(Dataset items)
▼▼▼

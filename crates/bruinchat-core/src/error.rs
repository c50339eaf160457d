//! Shared error type across bruinchat crates.

use thiserror::Error;

/// Client-facing error codes (stable API).
#[derive(Debug, Clone, Copy, PartialEq, Eq)]
pub enum ClientCode {
    /// Invalid input / malformed message.
    BadRequest,
    /// Missing, invalid or expired token.
    AuthFailed,
    /// Frame exceeds the configured size limit.
    PayloadTooLarge,
    /// Server is draining or the peer is not reachable.
    Unavailable,
    /// Persistence collaborator failed.
    Storage,
    /// Internal server error.
    Internal,
}

impl ClientCode {
    /// String representation used in JSON responses.
    pub fn as_str(self) -> &'static str {
        match self {
            ClientCode::BadRequest => "BAD_REQUEST",
            ClientCode::AuthFailed => "AUTH_FAILED",
            ClientCode::PayloadTooLarge => "PAYLOAD_TOO_LARGE",
            ClientCode::Unavailable => "UNAVAILABLE",
            ClientCode::Storage => "STORAGE",
            ClientCode::Internal => "INTERNAL",
        }
    }
}

/// Shared result type.
pub type Result<T> = std::result::Result<T, ChatError>;

/// Unified error type used by core and gateway.
#[derive(Debug, Error)]
pub enum ChatError {
    #[error("bad request: {0}")]
    BadRequest(String),
    #[error("auth failed")]
    AuthFailed,
    #[error("payload too large: {len} > {max} bytes")]
    PayloadTooLarge { len: usize, max: usize },
    #[error("unavailable: {0}")]
    Unavailable(String),
    #[error("storage: {0}")]
    Storage(String),
    #[error("internal: {0}")]
    Internal(String),
}

impl ChatError {
    /// Map internal error to a stable client-facing code.
    pub fn client_code(&self) -> ClientCode {
        match self {
            ChatError::BadRequest(_) => ClientCode::BadRequest,
            ChatError::AuthFailed => ClientCode::AuthFailed,
            ChatError::PayloadTooLarge { .. } => ClientCode::PayloadTooLarge,
            ChatError::Unavailable(_) => ClientCode::Unavailable,
            ChatError::Storage(_) => ClientCode::Storage,
            ChatError::Internal(_) => ClientCode::Internal,
        }
    }
}
//! BruinChat realtime gateway.
//!
//! Wires JWT-authenticated WebSocket transport, the per-user connection hub,
//! and the direct-message service into one axum application. Consumed by the
//! binary (`main.rs`) and by integration tests.

pub mod app_state;
pub mod auth;
pub mod config;
pub mod error;
pub mod obs;
pub mod ops;
pub mod realtime;
pub mod router;
pub mod services;
pub mod store;
pub mod transport;
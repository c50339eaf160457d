use std::sync::atomic::{AtomicBool, Ordering};
use std::sync::Arc;

use dashmap::DashMap;
use tokio::sync::mpsc::error::TrySendError;

use bruinchat_core::error::{ChatError, Result};

use crate::config::ReconnectMode;
use crate::obs::GatewayMetrics;
use crate::realtime::core::session::{SessionHandle, SessionState};
use crate::realtime::types::PreparedMsg;

/// Connection registry: `user_id -> current session`.
///
/// Every operation touches the map only through single-entry `DashMap`
/// calls; the shard lock is never held across an enqueue or any I/O.
/// Closing a session here only closes its outbound queue; the session's own
/// tasks tear the connection down.
pub struct Hub {
    sessions: DashMap<String, SessionHandle>,
    on_reconnect: ReconnectMode,
    metrics: Arc<GatewayMetrics>,
    shutting_down: AtomicBool,
}

impl Hub {
    pub fn new(on_reconnect: ReconnectMode) -> Self {
        Self::with_metrics(on_reconnect, Arc::new(GatewayMetrics::default()))
    }

    pub fn with_metrics(on_reconnect: ReconnectMode, metrics: Arc<GatewayMetrics>) -> Self {
        Self {
            sessions: DashMap::new(),
            on_reconnect,
            metrics,
            shutting_down: AtomicBool::new(false),
        }
    }

    pub fn metrics(&self) -> &GatewayMetrics {
        &self.metrics
    }

    /// Make `session` the one routing target for its user.
    ///
    /// A previous session for the same user is overwritten and, under
    /// [`ReconnectMode::ClosePrevious`], closed. Fails once shutdown began;
    /// the new session is closed in that case.
    pub fn register(&self, session: &SessionHandle) -> Result<()> {
        let user_id = session.user_id().to_string();
        session.advance(SessionState::Registered);

        let previous = self.sessions.insert(user_id.clone(), session.clone());

        // Checked after the insert: either shutdown() sees this entry or we see its flag.
        if self.shutting_down.load(Ordering::SeqCst) {
            self.unregister(&user_id, session);
            if let Some(prev) = previous {
                prev.close();
            }
            self.metrics.hub_registrations.inc(&[("outcome", "rejected")]);
            return Err(ChatError::Unavailable("hub is shutting down".into()));
        }

        match previous {
            Some(prev) if !prev.same_session(session) => {
                self.metrics.hub_registrations.inc(&[("outcome", "replaced")]);
                match self.on_reconnect {
                    ReconnectMode::ClosePrevious => {
                        prev.close();
                        tracing::info!(
                            user_id = %user_id,
                            old_session = prev.id(),
                            new_session = session.id(),
                            "superseded session closed"
                        );
                    }
                    ReconnectMode::KeepPrevious => {
                        tracing::info!(
                            user_id = %user_id,
                            old_session = prev.id(),
                            new_session = session.id(),
                            "session superseded; old connection left to expire"
                        );
                    }
                }
            }
            Some(_) => {}
            None => {
                self.metrics.hub_registrations.inc(&[("outcome", "new")]);
                tracing::debug!(user_id = %user_id, session_id = session.id(), "session registered");
            }
        }

        Ok(())
    }

    /// Remove `session` if it is still the registered one for `user_id`.
    ///
    /// A superseded session never removes its successor. The caller's
    /// outbound queue is closed either way. Returns whether the map changed.
    pub fn unregister(&self, user_id: &str, session: &SessionHandle) -> bool {
        let removed = self
            .sessions
            .remove_if(user_id, |_, current| current.same_session(session))
            .is_some();
        session.close();

        if removed {
            tracing::debug!(user_id = %user_id, session_id = session.id(), "session unregistered");
        } else {
            tracing::debug!(user_id = %user_id, session_id = session.id(), "stale unregister ignored");
        }
        removed
    }

    /// Current routing target for `user_id`.
    pub fn lookup(&self, user_id: &str) -> Option<SessionHandle> {
        self.sessions.get(user_id).map(|e| e.value().clone())
    }

    /// Try to enqueue `msg` for `user_id` without waiting.
    ///
    /// A full queue marks the target as dead: it is unregistered and the call
    /// reports `false`, as it does for an unknown user.
    pub fn send_to_user(&self, user_id: &str, msg: PreparedMsg) -> bool {
        let Some(session) = self.lookup(user_id) else {
            self.metrics.hub_deliveries.inc(&[("outcome", "offline")]);
            return false;
        };

        match session.try_enqueue(msg) {
            Ok(()) => {
                self.metrics.hub_deliveries.inc(&[("outcome", "delivered")]);
                true
            }
            Err(TrySendError::Full(_)) => {
                self.metrics.hub_deliveries.inc(&[("outcome", "overflow")]);
                tracing::warn!(
                    user_id = %user_id,
                    session_id = session.id(),
                    "outbound queue full; dropping session"
                );
                self.unregister(user_id, &session);
                false
            }
            Err(TrySendError::Closed(_)) => {
                self.metrics.hub_deliveries.inc(&[("outcome", "closed")]);
                self.unregister(user_id, &session);
                false
            }
        }
    }

    /// Out-of-band push (notifications etc.) outside the chat-frame path.
    pub fn push(&self, user_id: &str, payload: &serde_json::Value) -> Result<bool> {
        let msg = PreparedMsg::json(payload)?;
        Ok(self.send_to_user(user_id, msg))
    }

    pub fn contains(&self, user_id: &str) -> bool {
        self.sessions.contains_key(user_id)
    }

    pub fn len(&self) -> usize {
        self.sessions.len()
    }

    pub fn is_empty(&self) -> bool {
        self.sessions.is_empty()
    }

    /// Refuse further registrations and close every registered session.
    /// Sessions remove themselves as they finish. Returns how many were closed.
    pub fn shutdown(&self) -> usize {
        self.shutting_down.store(true, Ordering::SeqCst);
        let sessions: Vec<SessionHandle> = self.sessions.iter().map(|e| e.value().clone()).collect();
        for s in &sessions {
            s.close();
        }
        sessions.len()
    }

    pub fn is_shutting_down(&self) -> bool {
        self.shutting_down.load(Ordering::SeqCst)
    }
}

/// Per-session context handed to services (borrow tools instead of owning).
#[derive(Clone)]
pub struct RealtimeCtx {
    session: SessionHandle,
    hub: Arc<Hub>,
}

impl RealtimeCtx {
    pub fn new(session: SessionHandle, hub: Arc<Hub>) -> Self {
        Self { session, hub }
    }

    pub fn user(&self) -> &str {
        self.session.user_id()
    }

    pub fn session_id(&self) -> u64 {
        self.session.id()
    }

    pub fn hub(&self) -> &Hub {
        &self.hub
    }

    pub fn send_to_user(&self, user_id: &str, msg: PreparedMsg) -> bool {
        self.hub.send_to_user(user_id, msg)
    }
}
//! Operational HTTP endpoints.
//!
//! - `/healthz` : liveness
//! - `/readyz`  : readiness (503 when draining)
//! - `/metrics` : Prometheus text format

use axum::{
    extract::State,
    http::{header, StatusCode},
    response::{IntoResponse, Response},
};

use crate::app_state::AppState;

pub async fn healthz() -> impl IntoResponse {
    (StatusCode::OK, "ok")
}

pub async fn readyz(State(state): State<AppState>) -> impl IntoResponse {
    if state.is_draining() {
        (StatusCode::SERVICE_UNAVAILABLE, "draining")
    } else {
        (StatusCode::OK, "ready")
    }
}

pub async fn metrics(State(state): State<AppState>) -> Response {
    let extra = state.metrics_extra();
    let body = state.metrics().render(&extra);

    (
        StatusCode::OK,
        [(header::CONTENT_TYPE, "text/plain; version=0.0.4; charset=utf-8")],
        body,
    )
        .into_response()
}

▲▲▲

*Problem to solve*. Copy out the lines of the records above in which the string "struct" appears.

*The answer*.
pub struct Hub {
pub struct RealtimeCtx {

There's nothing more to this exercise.